=== Begin Enclosure ===

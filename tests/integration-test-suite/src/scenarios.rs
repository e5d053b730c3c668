//! End-to-end scenarios exercising the client and server feature layers
//! together over an in-memory transport.
//!
//! Several scenarios need to observe a notification or request a real
//! `Client`/`Server` doesn't expose a handle for (arbitrary handler
//! registration). For those, a raw [`mcp::Session`] stands in for the
//! other peer — the same pattern `mcp-client` and `mcp-server` use in
//! their own unit tests.

#![cfg(test)]

use std::sync::{Arc, Mutex};
use std::time::Duration;

use mcp::{
    Client, ClientCapabilities, ClientInfo, ContentBlock, DuplexTransport, MCPResult,
    Role, Root, RootListChangedNotification, RootsCapability, SamplingCapability,
    SamplingHandler, SamplingMessage, SamplingRequest, SamplingResponse, Server,
    ServerCapabilities, ServerInfo, Session, SessionState, Tool, ToolCallRequest,
    ToolCallResponse, ToolHandler, ToolsCapability,
};
use serde_json::Value;

async fn settle() {
    tokio::time::sleep(Duration::from_millis(20)).await;
}

/// S1 — a plain client/server pair reaches `Operating` on both sides.
#[tokio::test]
async fn s1_initialize_handshake_reaches_operating() {
    let (client_transport, server_transport) = DuplexTransport::pair();
    let server = Server::serve(
        Box::new(server_transport),
        ServerInfo::new("s1-server", "0.1.0"),
        ServerCapabilities::default(),
    );
    let client = Client::connect(
        Box::new(client_transport),
        ClientInfo::new("s1-client", "0.1.0"),
        ClientCapabilities::default(),
        None,
    )
    .await
    .unwrap();

    assert_eq!(client.state(), SessionState::Operating);
    assert_eq!(server.state(), SessionState::Operating);
    assert_eq!(client.server_info().unwrap().name, "s1-server");
}

struct SamplingTool {
    server: Server,
}

#[async_trait::async_trait]
impl ToolHandler for SamplingTool {
    async fn call(&self, _arguments: Option<Value>) -> MCPResult<ToolCallResponse> {
        let request = SamplingRequest::new(
            vec![SamplingMessage::new(Role::User, ContentBlock::text("summarize this"))],
            64,
        );
        let response = self.server.create_message(request).await?;
        let text = response.content.as_text().unwrap_or_default();
        Ok(ToolCallResponse::text(format!("sampled: {text}")))
    }
}

struct FixedSampler;

#[async_trait::async_trait]
impl SamplingHandler for FixedSampler {
    async fn create_message(&self, _request: SamplingRequest) -> MCPResult<SamplingResponse> {
        Ok(SamplingResponse::new(
            Role::Assistant,
            ContentBlock::text("the weather is fine"),
            "test-model",
        ))
    }
}

/// S2 — a tool handler triggers a server-initiated sampling request;
/// the client answers it and the tool call's result reflects the
/// sampled content.
#[tokio::test]
async fn s2_tool_call_round_trips_through_remote_sampling() {
    let (client_transport, server_transport) = DuplexTransport::pair();
    let server = Server::serve(
        Box::new(server_transport),
        ServerInfo::new("s2-server", "0.1.0"),
        ServerCapabilities::default(),
    );
    server
        .add_tool(
            Tool::new("summarize", "summarize via sampling", serde_json::json!({"type": "object"})),
            Arc::new(SamplingTool { server: server.clone() }),
        )
        .unwrap();

    let capabilities = ClientCapabilities {
        sampling: Some(SamplingCapability::default()),
        ..Default::default()
    };
    let client = Client::connect(
        Box::new(client_transport),
        ClientInfo::new("s2-client", "0.1.0"),
        capabilities,
        Some(Arc::new(FixedSampler)),
    )
    .await
    .unwrap();

    let response = client
        .call_tool(ToolCallRequest { name: "summarize".to_string(), arguments: None })
        .await
        .unwrap();
    assert!(!response.is_error());
    assert_eq!(response.content[0].as_text(), Some("sampled: the weather is fine"));
}

/// S3 — the same tool, but the client carries no sampling capability:
/// the server rejects the outbound sampling request locally, before any
/// traffic crosses the wire, and the rejection surfaces as an in-band
/// tool error rather than a protocol failure.
#[tokio::test]
async fn s3_sampling_without_capability_becomes_an_in_band_tool_error() {
    let (client_transport, server_transport) = DuplexTransport::pair();
    let server = Server::serve(
        Box::new(server_transport),
        ServerInfo::new("s3-server", "0.1.0"),
        ServerCapabilities::default(),
    );
    server
        .add_tool(
            Tool::new("summarize", "summarize via sampling", serde_json::json!({"type": "object"})),
            Arc::new(SamplingTool { server: server.clone() }),
        )
        .unwrap();

    let client = Client::connect(
        Box::new(client_transport),
        ClientInfo::new("s3-client", "0.1.0"),
        ClientCapabilities::default(),
        None,
    )
    .await
    .unwrap();

    let response = client
        .call_tool(ToolCallRequest { name: "summarize".to_string(), arguments: None })
        .await
        .unwrap();
    assert!(response.is_error());
    let text = response.content[0].as_text().unwrap();
    assert!(text.contains("Client must be configured with sampling capabilities"), "{text}");
}

fn server_handshake(session: &Session) {
    session.register_request_handler(
        "initialize",
        Arc::new(|_params: Option<Value>| {
            Box::pin(async move {
                Ok(serde_json::to_value(mcp::InitializeResponse {
                    protocol_version: mcp::CURRENT_VERSION.to_string(),
                    capabilities: ServerCapabilities::default(),
                    server_info: ServerInfo::new("peer-server", "0.1.0"),
                    instructions: None,
                })?)
            }) as mcp::BoxFuture<'static, MCPResult<Value>>
        }),
    );
}

/// S4 — a client with roots capability adds and removes roots; a raw
/// peer session standing in for the server observes each change via
/// `notifications/roots/list_changed`, whose payload already carries
/// the full updated list.
#[tokio::test]
async fn s4_roots_lifecycle_is_observed_by_the_peer() {
    let (client_transport, peer_transport) = DuplexTransport::pair();
    let peer = Session::spawn(Box::new(peer_transport));
    server_handshake(&peer);

    let observed: Arc<Mutex<Vec<String>>> = Arc::new(Mutex::new(Vec::new()));
    {
        let observed = Arc::clone(&observed);
        peer.register_notification_handler(
            "notifications/roots/list_changed",
            Arc::new(move |params: Option<Value>| {
                let observed = Arc::clone(&observed);
                Box::pin(async move {
                    let notification: RootListChangedNotification =
                        serde_json::from_value(params.unwrap_or(Value::Null))?;
                    *observed.lock().unwrap() =
                        notification.roots.into_iter().map(|r| r.uri).collect();
                    Ok(())
                }) as mcp::BoxFuture<'static, MCPResult<()>>
            }),
        );
    }

    let capabilities = ClientCapabilities {
        roots: Some(RootsCapability { list_changed: Some(true) }),
        ..Default::default()
    };
    let client = Client::connect(
        Box::new(client_transport),
        ClientInfo::new("s4-client", "0.1.0"),
        capabilities,
        None,
    )
    .await
    .unwrap();

    client.add_root(Root::new("file:///a").with_name("a")).unwrap();
    client.add_root(Root::new("file:///b").with_name("b")).unwrap();
    settle().await;
    assert_eq!(*observed.lock().unwrap(), vec!["file:///a".to_string(), "file:///b".to_string()]);

    client.remove_root("file:///a").unwrap();
    settle().await;
    assert_eq!(*observed.lock().unwrap(), vec!["file:///b".to_string()]);
}

/// S5 — a client with no roots capability rejects a `roots/list`
/// request locally; the capability error crosses the wire as a
/// `JsonRpcError` and is reconstructed as a `Protocol` error on the
/// peer, but the original message text survives verbatim.
#[tokio::test]
async fn s5_roots_list_without_capability_is_rejected() {
    let (client_transport, peer_transport) = DuplexTransport::pair();
    let peer = Session::spawn(Box::new(peer_transport));
    server_handshake(&peer);

    let client = Client::connect(
        Box::new(client_transport),
        ClientInfo::new("s5-client", "0.1.0"),
        ClientCapabilities::default(),
        None,
    )
    .await
    .unwrap();

    let err = peer
        .request("roots/list", None, Some(Duration::from_secs(1)))
        .await
        .unwrap_err();
    assert!(err.to_string().contains("Roots not supported"), "{err}");
    let _ = client;
}

/// S6 — a server's tool registry mutations propagate as
/// `notifications/tools/list_changed`; since that notification carries
/// no payload, the peer re-fetches `tools/list` each time to observe
/// the new state.
#[tokio::test]
async fn s6_tool_registry_changes_propagate_to_the_peer() {
    let capabilities = ServerCapabilities {
        tools: Some(ToolsCapability { list_changed: Some(true) }),
        ..Default::default()
    };
    let (peer_transport, server_transport) = DuplexTransport::pair();
    let server = Server::serve(Box::new(server_transport), ServerInfo::new("s6-server", "0.1.0"), capabilities);
    let peer = Session::spawn(Box::new(peer_transport));

    let request = mcp::InitializeRequest {
        protocol_version: mcp::CURRENT_VERSION.to_string(),
        capabilities: ClientCapabilities::default(),
        client_info: ClientInfo::new("s6-peer", "0.1.0"),
    };
    peer.request("initialize", Some(serde_json::to_value(request).unwrap()), Some(Duration::from_secs(1)))
        .await
        .unwrap();
    peer.notify(mcp::INITIALIZED_NOTIFICATION, None).unwrap();
    settle().await;

    let observed_states: Arc<Mutex<Vec<Vec<String>>>> = Arc::new(Mutex::new(Vec::new()));
    {
        let observed_states = Arc::clone(&observed_states);
        let peer_for_refetch = peer.clone();
        peer.register_notification_handler(
            "notifications/tools/list_changed",
            Arc::new(move |_params: Option<Value>| {
                let observed_states = Arc::clone(&observed_states);
                let peer = peer_for_refetch.clone();
                Box::pin(async move {
                    let value = peer.request("tools/list", None, Some(Duration::from_secs(1))).await?;
                    let response: mcp::ListToolsResponse = serde_json::from_value(value)?;
                    observed_states.lock().unwrap().push(response.tools.into_iter().map(|t| t.name).collect());
                    Ok(())
                }) as mcp::BoxFuture<'static, MCPResult<()>>
            }),
        );
    }

    let noop = serde_json::json!({"type": "object"});
    server.add_tool(Tool::new("one", "tool one", noop.clone()), Arc::new(EchoTool)).unwrap();
    settle().await;
    server.add_tool(Tool::new("two", "tool two", noop.clone()), Arc::new(EchoTool)).unwrap();
    settle().await;
    server.remove_tool("one").unwrap();
    settle().await;

    let states = observed_states.lock().unwrap().clone();
    assert_eq!(states, vec![
        vec!["one".to_string()],
        vec!["one".to_string(), "two".to_string()],
        vec!["two".to_string()],
    ]);
}

struct EchoTool;

#[async_trait::async_trait]
impl ToolHandler for EchoTool {
    async fn call(&self, _arguments: Option<Value>) -> MCPResult<ToolCallResponse> {
        Ok(ToolCallResponse::text("ok"))
    }
}

/// S7 — closing the peer session propagates to the client: it
/// transitions to `Closed`, a subsequent request fails with
/// `SessionClosed`, and closing the client itself stays idempotent.
#[tokio::test]
async fn s7_peer_disconnect_closes_the_client_gracefully() {
    let (client_transport, peer_transport) = DuplexTransport::pair();
    let peer = Session::spawn(Box::new(peer_transport));
    server_handshake(&peer);

    let capabilities = ClientCapabilities {
        roots: Some(RootsCapability { list_changed: Some(true) }),
        ..Default::default()
    };
    let client = Client::connect(
        Box::new(client_transport),
        ClientInfo::new("s7-client", "0.1.0"),
        capabilities,
        None,
    )
    .await
    .unwrap();
    client.add_root(Root::new("file:///a")).unwrap();
    assert_eq!(client.state(), SessionState::Operating);

    peer.close().await.unwrap();
    settle().await;
    assert_eq!(client.state(), SessionState::Closed);

    client.close().await.unwrap();
    client.close().await.unwrap();
}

=== End Enclosure ===

- [Activity]:
Using the data above, tally each line in which "ToolHandler" appears and give the number with no other words.

- [Response to this task]:
3